Alors que la saison des impôts bat son plein, un questionnement légitime se pose aux citoyens qui font le point sur cet outil de justice sociale. Est-ce que la seule avenue qui s’offre à nous est de nous rebeller contre cette ponction qui est faite sur notre revenu, tel que le martèlent certains politiciens, économistes ou éditorialistes? N’y a-t-il pas une autre vision possible de la chose?
Bien que les impôts ne répondent que partiellement à la revendication de justice fiscale, ils sont l’expression du contrat social qui s’est établi entre le capital et le travail sous la médiation de l’État.
Toutefois, les détenteurs de la richesse ont à leur disposition maintes possibilités de se soustraire à leurs obligations fiscales. Ainsi, « depuis le milieu des années 1980, les riches et les entreprises importantes investissent très peu dans l’économie réelle, se servant des sommes non payées en impôts pour racheter des entreprises déjà existantes, pour spéculer sur les taux de change et d’intérêts, quand ce n’est pas pour simplement virer des fortunes dans les paradis fiscaux ».
Pour endiguer ce phénomène, deux campagnes politiques en cours donnent un éclairage quant aux possibilités de faire autrement. Ainsi, la Coalition contre la privatisation et la tarification des services publics indique qu’il est possible de renflouer les coffres de l’État de manière substantielle tel que l’avance leur campagne 10 milliards de $ de solutions, nous avons les moyens de faire autrement. L’une des avenues proposées est d’augmenter à dix le nombre de paliers d’imposition pour permettre une plus grande justice fiscale. Cette revendication est l’une des mesures qui permettraient à la fois d’augmenter les rentrées de l’État et de diminuer les inégalités de revenus. Cette approche remet en question celle du gouvernement qui, tant au fédéral qu’au provincial, diminue depuis plus de dix ans les impôts des grandes fortunes et des entreprises.
Le collectif Échec aux paradis fiscaux a une approche complémentaire à cette recherche de justice fiscale, en s’attaquant aux fuites fiscales qui permettent à de nombreux biens nantis, entreprises et institutions financières de transférer leurs avoirs dans des paradis fiscaux en toute légalité. En 2011, 130 milliards de dollars canadiens se trouvaient investis dans les paradis fiscaux. Ces fonds ne sont pas seulement cumulés au fil des années; ils circulent déguisés en « investissements directs à l’étranger » strictement aux fins de l’évitement fiscal, afin d’être transférés de nouveau au Canada, ou ailleurs, par la suite.

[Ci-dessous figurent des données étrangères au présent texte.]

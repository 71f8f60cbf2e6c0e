// Copyright 2021-2022 Farcaster Devs
//
// This library is free software; you can redistribute it and/or
// modify it under the terms of the GNU Lesser General Public
// License as published by the Free Software Foundation; either
// version 3 of the License, or (at your option) any later version.
//
// This library is distributed in the hope that it will be useful,
// but WITHOUT ANY WARRANTY; without even the implied warranty of
// MERCHANTABILITY or FITNESS FOR A PARTICULAR PURPOSE. See the GNU
// Lesser General Public License for more details.
//
// You should have received a copy of the GNU Lesser General Public
// License along with this library; if not, write to the Free Software
// Foundation, Inc., 51 Franklin Street, Fifth Floor, Boston, MA 02110-1301, USA

//! Data structures used in scripts to create the deposit and collateral contracts, and the
//! redemption paths selecting which branch of a contract a spending transaction takes.

use std::fmt;
use std::str::FromStr;

use bitcoin::hashes::{hash160, Hash};
use bitcoin::secp256k1::PublicKey;
use serde::ser::{Serialize, Serializer};
use serde::{de, Deserialize, Deserializer};

use crate::bitcoin::timelock::{CSVTimelock, SEQUENCE_FINAL};
use crate::consensus::{self, CanonicalBytes};
use crate::role::Party;
use crate::transaction::TxLabel;

/// A secret revealed by a party in a spending witness. The contracts only ever commit to its
/// [`Commitment`].
#[derive(Clone, PartialEq, Eq, Hash)]
pub struct Preimage(Vec<u8>);

impl Preimage {
    pub fn new(bytes: Vec<u8>) -> Self {
        Self(bytes)
    }

    pub fn as_bytes(&self) -> &[u8] {
        &self.0[..]
    }

    /// Return the public commitment `RIPEMD160(SHA256(preimage))` of the secret.
    pub fn commitment(&self) -> Commitment {
        Commitment(hash160::Hash::hash(&self.0[..]))
    }

    /// Check if the secret opens the given commitment.
    pub fn opens(&self, commitment: &Commitment) -> bool {
        &self.commitment() == commitment
    }
}

impl From<&[u8]> for Preimage {
    fn from(bytes: &[u8]) -> Self {
        Self(bytes.to_vec())
    }
}

impl From<&str> for Preimage {
    fn from(s: &str) -> Self {
        Self(s.as_bytes().to_vec())
    }
}

// Secrets are only displayed once revealed on-chain, keep them out of debug logs.
impl fmt::Debug for Preimage {
    fn fmt(&self, f: &mut fmt::Formatter<'_>) -> fmt::Result {
        write!(f, "Preimage(<{} bytes>)", self.0.len())
    }
}

impl CanonicalBytes for Preimage {
    fn as_canonical_bytes(&self) -> Vec<u8> {
        self.0.clone()
    }

    fn from_canonical_bytes(bytes: &[u8]) -> Result<Self, consensus::Error>
    where
        Self: Sized,
    {
        Ok(Self(bytes.to_vec()))
    }
}

/// The public commitment to a [`Preimage`], a `HASH160` as checked by `OP_HASH160 <c> OP_EQUAL`.
#[derive(Debug, Clone, Copy, PartialEq, Eq, Hash, Display)]
#[display("{0}")]
pub struct Commitment(hash160::Hash);

impl Commitment {
    pub fn from_hash(hash: hash160::Hash) -> Self {
        Self(hash)
    }

    pub fn as_bytes(&self) -> &[u8] {
        &self.0[..]
    }

    pub fn as_hash(&self) -> hash160::Hash {
        self.0
    }
}

impl FromStr for Commitment {
    type Err = consensus::Error;

    fn from_str(s: &str) -> Result<Self, Self::Err> {
        let hash = hash160::Hash::from_str(s).map_err(consensus::Error::new)?;
        Ok(Self(hash))
    }
}

impl CanonicalBytes for Commitment {
    fn as_canonical_bytes(&self) -> Vec<u8> {
        self.0[..].to_vec()
    }

    fn from_canonical_bytes(bytes: &[u8]) -> Result<Self, consensus::Error>
    where
        Self: Sized,
    {
        hash160::Hash::from_slice(bytes)
            .map(Self)
            .map_err(consensus::Error::new)
    }
}

impl Serialize for Commitment {
    fn serialize<S>(&self, serializer: S) -> Result<S::Ok, S::Error>
    where
        S: Serializer,
    {
        serializer.serialize_str(format!("{}", self).as_ref())
    }
}

impl<'de> Deserialize<'de> for Commitment {
    fn deserialize<D>(deserializer: D) -> Result<Commitment, D::Error>
    where
        D: Deserializer<'de>,
    {
        Commitment::from_str(&String::deserialize(deserializer)?).map_err(de::Error::custom)
    }
}

/// Store public keys of both parties, one public key per [`Party`] in the contract. Keys are
/// pushed in this order in the `2-of-2` multisig prefix of both scripts.
#[derive(Debug, Clone, Copy, PartialEq, Eq, Display, Serialize, Deserialize)]
#[display("Alice: {alice}, Bob: {bob}")]
pub struct DoubleKeys {
    /// Public key associated to Alice.
    pub alice: PublicKey,
    /// Public key associated to Bob.
    pub bob: PublicKey,
}

impl DoubleKeys {
    /// Store public keys for both parties.
    pub fn new(alice: PublicKey, bob: PublicKey) -> Self {
        Self { alice, bob }
    }

    pub fn get(&self, party: Party) -> &PublicKey {
        match party {
            Party::Alice => &self.alice,
            Party::Bob => &self.bob,
        }
    }
}

/// Store the commitments to both secrets, `commitA` and `commitB`.
#[derive(Debug, Clone, Copy, PartialEq, Eq, Display, Serialize, Deserialize)]
#[display("Alice: {alice}, Bob: {bob}")]
pub struct DoubleCommitments {
    pub alice: Commitment,
    pub bob: Commitment,
}

impl DoubleCommitments {
    pub fn new(alice: Commitment, bob: Commitment) -> Self {
        Self { alice, bob }
    }

    /// Commit to both secrets.
    pub fn from_preimages(pre_a: &Preimage, pre_b: &Preimage) -> Self {
        Self {
            alice: pre_a.commitment(),
            bob: pre_b.commitment(),
        }
    }

    pub fn get(&self, party: Party) -> &Commitment {
        match party {
            Party::Alice => &self.alice,
            Party::Bob => &self.bob,
        }
    }
}

/// Store both parties' public keys, both commitments, and the relative timelock used to create
/// either the deposit contract (timelock `T`) or the collateral contract (timelock `ell`).
#[derive(Debug, Clone, Copy, PartialEq, Eq, Display, Serialize, Deserialize)]
#[display("Timelock: {timelock}, Keys: <{keys}>, Commitments: <{commitments}>")]
pub struct DataLock {
    pub timelock: CSVTimelock,
    pub keys: DoubleKeys,
    pub commitments: DoubleCommitments,
}

/// Define the branch taken in a contract script.
#[derive(Debug, Clone, Copy, PartialEq, Eq, Hash, Display, Serialize, Deserialize)]
#[display(Debug)]
pub enum ScriptPath {
    /// The `OP_IF` branch, entered when the item below the signatures opens `commitA`.
    Hashlock,
    /// The `OP_ELSE` branch, guarded by `OP_CHECKSEQUENCEVERIFY`.
    Timelock,
}

/// The two sub-branches available to claim the collateral contract.
#[derive(Debug, Clone, PartialEq, Eq)]
pub enum ClaimBranch {
    /// Both secrets are known, the hashlock branch is taken and no delay applies.
    Preimages { pre_a: Preimage, pre_b: Preimage },
    /// The collateral delay expired, the timelock branch is taken and no secret is revealed.
    Timelock(CSVTimelock),
}

/// The four redemption paths supported by the hedged contracts. Each variant carries the data
/// needed to build its witness and its input sequence.
#[derive(Debug, Clone, PartialEq, Eq)]
pub enum RedemptionPath {
    /// Alice settles the deposit directly by revealing `preA`.
    Redeem { pre_a: Preimage },
    /// Bob moves the deposit into the collateral contract by revealing `preB` once the deposit
    /// timelock is satisfied by `timelock`.
    Transition {
        pre_b: Preimage,
        timelock: CSVTimelock,
    },
    /// Bob redeems the collateral contract.
    Claim(ClaimBranch),
    /// The collateral is burnt, only the deposit value is sent to the unspendable output.
    Burn {
        pre_a: Preimage,
        pre_b: Preimage,
        timelock: CSVTimelock,
    },
}

impl RedemptionPath {
    /// Return the transaction label produced by this path.
    pub fn label(&self) -> TxLabel {
        match self {
            Self::Redeem { .. } => TxLabel::Redeem,
            Self::Transition { .. } => TxLabel::Transition,
            Self::Claim(_) => TxLabel::Claim,
            Self::Burn { .. } => TxLabel::Burn,
        }
    }

    /// Return the branch of the contract script this path executes.
    pub fn script_path(&self) -> ScriptPath {
        match self {
            Self::Redeem { .. } => ScriptPath::Hashlock,
            Self::Transition { .. } => ScriptPath::Timelock,
            Self::Claim(ClaimBranch::Preimages { .. }) => ScriptPath::Hashlock,
            Self::Claim(ClaimBranch::Timelock(_)) => ScriptPath::Timelock,
            Self::Burn { .. } => ScriptPath::Hashlock,
        }
    }

    /// Return true if the path spends the collateral contract, false for the deposit contract.
    pub fn spends_collateral(&self) -> bool {
        matches!(self, Self::Claim(_) | Self::Burn { .. })
    }

    /// Return the `nSequence` the spending input must carry for this path.
    pub fn sequence(&self) -> u32 {
        match self {
            Self::Redeem { .. } => SEQUENCE_FINAL,
            Self::Transition { timelock, .. } => timelock.as_sequence(),
            Self::Claim(ClaimBranch::Preimages { .. }) => SEQUENCE_FINAL,
            Self::Claim(ClaimBranch::Timelock(timelock)) => timelock.as_sequence(),
            Self::Burn { timelock, .. } => timelock.as_sequence(),
        }
    }

    /// Return the secret of the given party revealed by this path, if any.
    pub fn revealed(&self, party: Party) -> Option<&Preimage> {
        match (self, party) {
            (Self::Redeem { pre_a }, Party::Alice) => Some(pre_a),
            (Self::Transition { pre_b, .. }, Party::Bob) => Some(pre_b),
            (Self::Claim(ClaimBranch::Preimages { pre_a, .. }), Party::Alice) => Some(pre_a),
            (Self::Claim(ClaimBranch::Preimages { pre_b, .. }), Party::Bob) => Some(pre_b),
            (Self::Burn { pre_a, .. }, Party::Alice) => Some(pre_a),
            (Self::Burn { pre_b, .. }, Party::Bob) => Some(pre_b),
            _ => None,
        }
    }
}

#[cfg(test)]
mod tests {
    use super::*;

    const PRE_A: &str = "10a1e49e2c56295e1f2fd2dce78294da";
    const PRE_B: &str = "0dc7c47740a748abed192062f0caf637";

    fn public_key() -> PublicKey {
        PublicKey::from_slice(&[
            0x02, 0xc6, 0x6e, 0x7d, 0x89, 0x66, 0xb5, 0xc5, 0x55, 0xaf, 0x58, 0x05, 0x98, 0x9d,
            0xa9, 0xfb, 0xf8, 0xdb, 0x95, 0xe1, 0x56, 0x31, 0xce, 0x35, 0x8c, 0x3a, 0x17, 0x10,
            0xc9, 0x62, 0x67, 0x90, 0x63,
        ])
        .expect("public keys must be 33 or 65 bytes, serialized according to SEC 2")
    }

    #[test]
    fn commitments_are_hash160() {
        // values of the fixture contract, see the pushed hashes in the deposit script
        let pre_a = Preimage::from(PRE_A);
        let pre_b = Preimage::from(PRE_B);
        assert_eq!(
            format!("{}", pre_a.commitment()),
            "1bf351d042f4dc4f2ca667d6523db196ba5e0a1b"
        );
        assert_eq!(
            format!("{}", pre_b.commitment()),
            "bfbf4dd90b482da06655a307947f325168eff185"
        );
        assert!(pre_a.opens(&pre_a.commitment()));
        assert!(!pre_a.opens(&pre_b.commitment()));
        assert!(!pre_b.opens(&pre_a.commitment()));
    }

    #[test]
    fn preimage_debug_hides_secret() {
        let pre_a = Preimage::from(PRE_A);
        assert_eq!(format!("{:?}", pre_a), "Preimage(<32 bytes>)");
    }

    #[test]
    fn commitment_parse_and_bytes() {
        let commitment = Preimage::from(PRE_A).commitment();
        let parsed = Commitment::from_str(&format!("{}", commitment)).unwrap();
        assert_eq!(parsed, commitment);
        let bytes = commitment.as_canonical_bytes();
        assert_eq!(bytes.len(), 20);
        assert_eq!(Commitment::from_canonical_bytes(&bytes).unwrap(), commitment);
        assert!(Commitment::from_canonical_bytes(&bytes[1..]).is_err());
    }

    #[test]
    fn serde_serialize_double_commitments() {
        let commitments =
            DoubleCommitments::from_preimages(&Preimage::from(PRE_A), &Preimage::from(PRE_B));
        let s = serde_yaml::to_string(&commitments).unwrap();
        let yml = r#"---
alice: 1bf351d042f4dc4f2ca667d6523db196ba5e0a1b
bob: bfbf4dd90b482da06655a307947f325168eff185
"#;
        assert_eq!(yml, s);
        let back: DoubleCommitments = serde_yaml::from_str(yml).unwrap();
        assert_eq!(back, commitments);
    }

    #[test]
    fn double_keys_per_party() {
        let pk = public_key();
        let keys = DoubleKeys::new(pk, pk);
        assert_eq!(keys.get(Party::Alice), &pk);
        assert_eq!(keys.get(Party::Bob), &pk);
    }

    #[test]
    fn redemption_paths() {
        let pre_a = Preimage::from(PRE_A);
        let pre_b = Preimage::from(PRE_B);

        let redeem = RedemptionPath::Redeem {
            pre_a: pre_a.clone(),
        };
        assert_eq!(redeem.label(), TxLabel::Redeem);
        assert_eq!(redeem.script_path(), ScriptPath::Hashlock);
        assert_eq!(redeem.sequence(), SEQUENCE_FINAL);
        assert!(!redeem.spends_collateral());
        assert_eq!(redeem.revealed(Party::Alice), Some(&pre_a));
        assert_eq!(redeem.revealed(Party::Bob), None);

        let transition = RedemptionPath::Transition {
            pre_b: pre_b.clone(),
            timelock: CSVTimelock::new(15),
        };
        assert_eq!(transition.script_path(), ScriptPath::Timelock);
        assert_eq!(transition.sequence(), 15);
        assert_eq!(transition.revealed(Party::Alice), None);

        let claim = RedemptionPath::Claim(ClaimBranch::Timelock(CSVTimelock::new(4)));
        assert_eq!(claim.script_path(), ScriptPath::Timelock);
        assert_eq!(claim.sequence(), 4);
        assert!(claim.spends_collateral());

        let claim = RedemptionPath::Claim(ClaimBranch::Preimages {
            pre_a: pre_a.clone(),
            pre_b: pre_b.clone(),
        });
        assert_eq!(claim.script_path(), ScriptPath::Hashlock);
        assert_eq!(claim.sequence(), SEQUENCE_FINAL);

        let burn = RedemptionPath::Burn {
            pre_a,
            pre_b: pre_b.clone(),
            timelock: CSVTimelock::new(4),
        };
        assert_eq!(burn.label(), TxLabel::Burn);
        assert_eq!(burn.script_path(), ScriptPath::Hashlock);
        assert_eq!(burn.sequence(), 4);
        assert_eq!(burn.revealed(Party::Bob), Some(&pre_b));
    }
}
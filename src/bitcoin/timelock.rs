// Copyright 2021-2022 Farcaster Devs
//
// This library is free software; you can redistribute it and/or
// modify it under the terms of the GNU Lesser General Public
// License as published by the Free Software Foundation; either
// version 3 of the License, or (at your option) any later version.
//
// This library is distributed in the hope that it will be useful,
// but WITHOUT ANY WARRANTY; without even the implied warranty of
// MERCHANTABILITY or FITNESS FOR A PARTICULAR PURPOSE. See the GNU
// Lesser General Public License for more details.
//
// You should have received a copy of the GNU Lesser General Public
// License along with this library; if not, write to the Free Software
// Foundation, Inc., 51 Franklin Street, Fifth Floor, Boston, MA 02110-1301, USA

//! Timelock unit and `OP_CODE` to use in Bitcoin transactions and scripts. Relative timelocks
//! follow [`BIP-68`][bip-68] for the `nSequence` encoding and [`BIP-112`][bip-112] for the script
//! check.
//!
//! [bip-68]: https://github.com/bitcoin/bips/blob/master/bip-0068.mediawiki
//! [bip-112]: https://github.com/bitcoin/bips/blob/master/bip-0112.mediawiki

use crate::consensus::{self, CanonicalBytes};

use std::fmt;
use std::str::FromStr;

/// `nSequence` value of an input that does not use relative timelocks nor replace-by-fee.
pub const SEQUENCE_FINAL: u32 = 0xffff_ffff;

/// When set, `nSequence` is not interpreted as a relative timelock.
pub const SEQUENCE_LOCKTIME_DISABLE_FLAG: u32 = 1 << 31;

/// When set, the relative timelock is expressed in units of 512 seconds, otherwise in blocks.
pub const SEQUENCE_LOCKTIME_TYPE_FLAG: u32 = 1 << 22;

/// Bits of `nSequence` carrying the relative timelock value.
pub const SEQUENCE_LOCKTIME_MASK: u32 = 0x0000_ffff;

impl FromStr for CSVTimelock {
    type Err = consensus::Error;

    fn from_str(s: &str) -> Result<Self, Self::Err> {
        let x = s
            .parse::<u32>()
            .map_err(|_| consensus::Error::ParseFailed("Failed parsing CSV timelock"))?;
        Ok(CSVTimelock(x))
    }
}

/// An `OP_CSV` value (32-bits integer) to use in transactions and scripts.
#[derive(PartialEq, Eq, PartialOrd, Ord, Hash, Clone, Debug, Copy, Serialize, Deserialize)]
pub struct CSVTimelock(u32);

impl fmt::Display for CSVTimelock {
    fn fmt(&self, f: &mut fmt::Formatter<'_>) -> fmt::Result {
        let value = self.0 & SEQUENCE_LOCKTIME_MASK;
        match self.is_time_based() {
            true => write!(f, "{} x 512 seconds", value),
            false => write!(f, "{} blocks", value),
        }
    }
}

impl CSVTimelock {
    /// Create a new raw check sequence verify timelock of given value.
    pub fn new(timelock: u32) -> Self {
        Self(timelock)
    }

    /// Create a timelock of the given number of blocks.
    pub fn from_blocks(blocks: u16) -> Self {
        Self(blocks as u32)
    }

    /// Create a timelock of the given number of 512 seconds intervals.
    pub fn from_512_second_intervals(intervals: u16) -> Self {
        Self(SEQUENCE_LOCKTIME_TYPE_FLAG | intervals as u32)
    }

    /// Return the value of the check sequence verify.
    pub fn as_u32(&self) -> u32 {
        self.0
    }

    /// Check the value only sets the type flag and the value bits of a relative lock-time.
    pub fn is_relative(&self) -> bool {
        self.0 & !(SEQUENCE_LOCKTIME_TYPE_FLAG | SEQUENCE_LOCKTIME_MASK) == 0
    }

    /// Return the `nSequence` value an input must carry to satisfy exactly this timelock. Bits
    /// outside a relative lock-time are dropped, see [`Self::is_relative`].
    pub fn as_sequence(&self) -> u32 {
        self.0 & (SEQUENCE_LOCKTIME_TYPE_FLAG | SEQUENCE_LOCKTIME_MASK)
    }

    /// Return the value of nSequence that disable `CHECK_SEQUENCE_VERIFY`.
    pub fn disable() -> u32 {
        SEQUENCE_LOCKTIME_DISABLE_FLAG
    }

    pub fn is_time_based(&self) -> bool {
        self.0 & SEQUENCE_LOCKTIME_TYPE_FLAG != 0
    }

    /// Check if an input `nSequence` passes `OP_CSV` with this timelock as argument: relative
    /// timelocks enabled, same unit, and a masked value greater or equal.
    pub fn is_satisfied_by(&self, sequence: u32) -> bool {
        if sequence & SEQUENCE_LOCKTIME_DISABLE_FLAG != 0 {
            return false;
        }
        if (sequence & SEQUENCE_LOCKTIME_TYPE_FLAG) != (self.0 & SEQUENCE_LOCKTIME_TYPE_FLAG) {
            return false;
        }
        (sequence & SEQUENCE_LOCKTIME_MASK) >= (self.0 & SEQUENCE_LOCKTIME_MASK)
    }
}

impl From<u32> for CSVTimelock {
    fn from(timelock: u32) -> Self {
        Self(timelock)
    }
}

impl CanonicalBytes for CSVTimelock {
    fn as_canonical_bytes(&self) -> Vec<u8> {
        bitcoin::consensus::encode::serialize(&self.0)
    }

    fn from_canonical_bytes(bytes: &[u8]) -> Result<Self, consensus::Error>
    where
        Self: Sized,
    {
        Ok(CSVTimelock(
            bitcoin::consensus::encode::deserialize(bytes).map_err(consensus::Error::new)?,
        ))
    }
}

#[cfg(test)]
mod tests {
    use super::*;

    #[test]
    fn parse_and_display() {
        let timelock = CSVTimelock::from_str("15").unwrap();
        assert_eq!(timelock, CSVTimelock::from_blocks(15));
        assert_eq!(format!("{}", timelock), "15 blocks");
        assert_eq!(
            format!("{}", CSVTimelock::from_512_second_intervals(3)),
            "3 x 512 seconds"
        );
        assert!(CSVTimelock::from_str("fifteen").is_err());
    }

    #[test]
    fn sequence_encoding() {
        assert_eq!(CSVTimelock::new(15).as_sequence(), 15);
        assert_eq!(
            CSVTimelock::from_512_second_intervals(2).as_sequence(),
            SEQUENCE_LOCKTIME_TYPE_FLAG | 2
        );
        assert_eq!(CSVTimelock::disable(), 0x8000_0000);
    }

    #[test]
    fn relative_bits_only() {
        assert!(CSVTimelock::from_blocks(15).is_relative());
        assert!(CSVTimelock::from_512_second_intervals(4).is_relative());
        assert!(!CSVTimelock::new(SEQUENCE_FINAL).is_relative());
        assert!(!CSVTimelock::new(CSVTimelock::disable() | 4).is_relative());
        assert!(!CSVTimelock::new(0x0001_0000).is_relative());
        assert_eq!(CSVTimelock::new(SEQUENCE_FINAL).as_sequence(), 0x0040_ffff);
    }

    #[test]
    fn csv_satisfaction() {
        let timelock = CSVTimelock::from_blocks(4);
        assert!(timelock.is_satisfied_by(4));
        assert!(timelock.is_satisfied_by(10));
        assert!(!timelock.is_satisfied_by(3));
        // disabled relative timelock never satisfies CSV
        assert!(!timelock.is_satisfied_by(SEQUENCE_FINAL));
        assert!(!timelock.is_satisfied_by(CSVTimelock::disable() | 10));
        // unit mismatch
        assert!(!timelock.is_satisfied_by(SEQUENCE_LOCKTIME_TYPE_FLAG | 10));
        let timed = CSVTimelock::from_512_second_intervals(4);
        assert!(timed.is_satisfied_by(SEQUENCE_LOCKTIME_TYPE_FLAG | 4));
        assert!(!timed.is_satisfied_by(4));
    }

    #[test]
    fn timelock_canonical_bytes() {
        let timelock = CSVTimelock::new(144);
        let bytes = timelock.as_canonical_bytes();
        assert_eq!(bytes, vec![0x90, 0x00, 0x00, 0x00]);
        assert_eq!(CSVTimelock::from_canonical_bytes(&bytes).unwrap(), timelock);
    }

    #[test]
    fn serde_timelock_in_yaml() {
        let s = serde_yaml::to_string(&CSVTimelock::new(2)).expect("Encode timelock in yaml");
        assert_eq!("---\n2\n", s);
        let timelock: CSVTimelock = serde_yaml::from_str("---\n2\n").expect("Decode from yaml");
        assert_eq!(timelock, CSVTimelock::new(2));
    }
}
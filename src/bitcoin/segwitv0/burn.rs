// Copyright 2021-2022 Farcaster Devs
//
// This library is free software; you can redistribute it and/or
// modify it under the terms of the GNU Lesser General Public
// License as published by the Free Software Foundation; either
// version 3 of the License, or (at your option) any later version.
//
// This library is distributed in the hope that it will be useful,
// but WITHOUT ANY WARRANTY; without even the implied warranty of
// MERCHANTABILITY or FITNESS FOR A PARTICULAR PURPOSE. See the GNU
// Lesser General Public License for more details.
//
// You should have received a copy of the GNU Lesser General Public
// License along with this library; if not, write to the Free Software
// Foundation, Inc., 51 Franklin Street, Fifth Floor, Boston, MA 02110-1301, USA

use bitcoin::blockdata::transaction::TxOut;
use bitcoin::util::psbt::PartiallySignedTransaction;
use bitcoin::Transaction;

use crate::bitcoin::amount::Amounts;
use crate::bitcoin::segwitv0::{
    contract_input, finalize_spend, input_witness, relative_sequence, spending_tx,
    verify_spend_template, BurnLock, CollateralLock, HedgedLock,
};
use crate::bitcoin::timelock::CSVTimelock;
use crate::bitcoin::transaction::{MetadataOutput, SubTransaction, Tx};
use crate::bitcoin::witness;
use crate::role::Party;
use crate::script::{DataLock, Preimage, ScriptPath};
use crate::transaction::{Error as FError, Linkable, TxLabel};

/// The collateral is spent through the hashlock branch with both secrets, `vdep` is sent to the
/// unspendable burn output and the remainder is left as fee.
#[derive(Debug, Clone)]
pub struct Burn;

impl SubTransaction for Burn {
    const LABEL: TxLabel = TxLabel::Burn;

    fn finalize(psbt: &mut PartiallySignedTransaction) -> Result<(), FError> {
        finalize_spend::<CollateralLock>(psbt, TxLabel::Burn, ScriptPath::Hashlock)
    }
}

impl Tx<Burn> {
    /// Create the burn transaction spending the collateral output, the input sequence is set to
    /// `sequence`.
    pub fn initialize(
        prev: &impl Linkable<MetadataOutput>,
        lock: DataLock,
        pre_a: &Preimage,
        pre_b: &Preimage,
        sequence: CSVTimelock,
        amounts: &Amounts,
    ) -> Result<Self, FError> {
        (pre_a.opens(&lock.commitments.alice) && pre_b.opens(&lock.commitments.bob))
            .then(|| 0)
            .ok_or(FError::MissingSecret)?;
        let prev = contract_input::<CollateralLock>(prev.get_consumable_output()?, lock)?;

        let unsigned_tx =
            spending_tx(&prev, relative_sequence(sequence)?, Self::outputs(amounts))?;
        let mut tx = Self::from_unsigned_tx(unsigned_tx, prev)?;
        tx.add_secret(pre_a);
        tx.add_secret(pre_b);

        debug!("burn transaction {} initialized", tx.txid());
        Ok(tx)
    }

    fn outputs(amounts: &Amounts) -> Vec<TxOut> {
        vec![TxOut {
            value: amounts.burn_value().as_sat(),
            script_pubkey: BurnLock::p2sh(),
        }]
    }

    /// Verify the transaction spends the collateral contract to the burn output.
    pub fn verify_template(&self, lock: DataLock, amounts: &Amounts) -> Result<(), FError> {
        let script = self.psbt.inputs[0]
            .witness_script
            .as_ref()
            .ok_or(FError::MissingWitness)?;
        (CollateralLock::script(lock) == *script)
            .then(|| 0)
            .ok_or(FError::WrongTemplate(
                "Witness script is not the collateral contract",
            ))?;
        verify_spend_template(
            &self.psbt,
            lock.timelock.as_sequence(),
            &Self::outputs(amounts),
        )
    }

    /// Recover the secret of a party from the broadcast burn transaction.
    pub fn extract_secret(tx: &Transaction, party: Party) -> Result<Preimage, FError> {
        witness::extract_secret(input_witness(tx)?, TxLabel::Burn, ScriptPath::Hashlock, party)
    }
}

La fiscalité qui implique l’imposition des biens et revenus de l’ensemble des composantes de la société découle de choix politiques. C’est l’un des principaux outils de l’État lui permettant d’aplanir les inégalités afin de garantir le mieux-être de la collectivité. Cette fonction de l’État s’est altérée lorsqu’il a pris modèle sur les mécanismes du marché pour redéfinir l’impartition des coûts des services publics. Le « fardeau fiscal » est l’expression employée qui permet de convaincre bon nombre de citoyens qu’ils paient trop d’impôts et de légitimer les baisses d’impôts des particuliers et des entreprises.
Cette nécessaire fiscalité doit retrouver ses lettres de noblesse. Toute richesse créée est redevable d’une organisation collective. Les services publics et les programmes sociaux qui ont été mis en place au cours des cinquante dernières années permettent que les inégalités sociales soient atténuées. Leur financement requiert que des impôts soient prélevés à la source lorsque la richesse est créée, et ce, avant que des sommes ne soient transférées dans les paradis fiscaux, et que cette fiscalité soit progressive.
Y a-t-il trop d’impôts? Non si tous contribuent au trésor public. Cela adviendra lorsque l’opposition aux paradis fiscaux adviendra.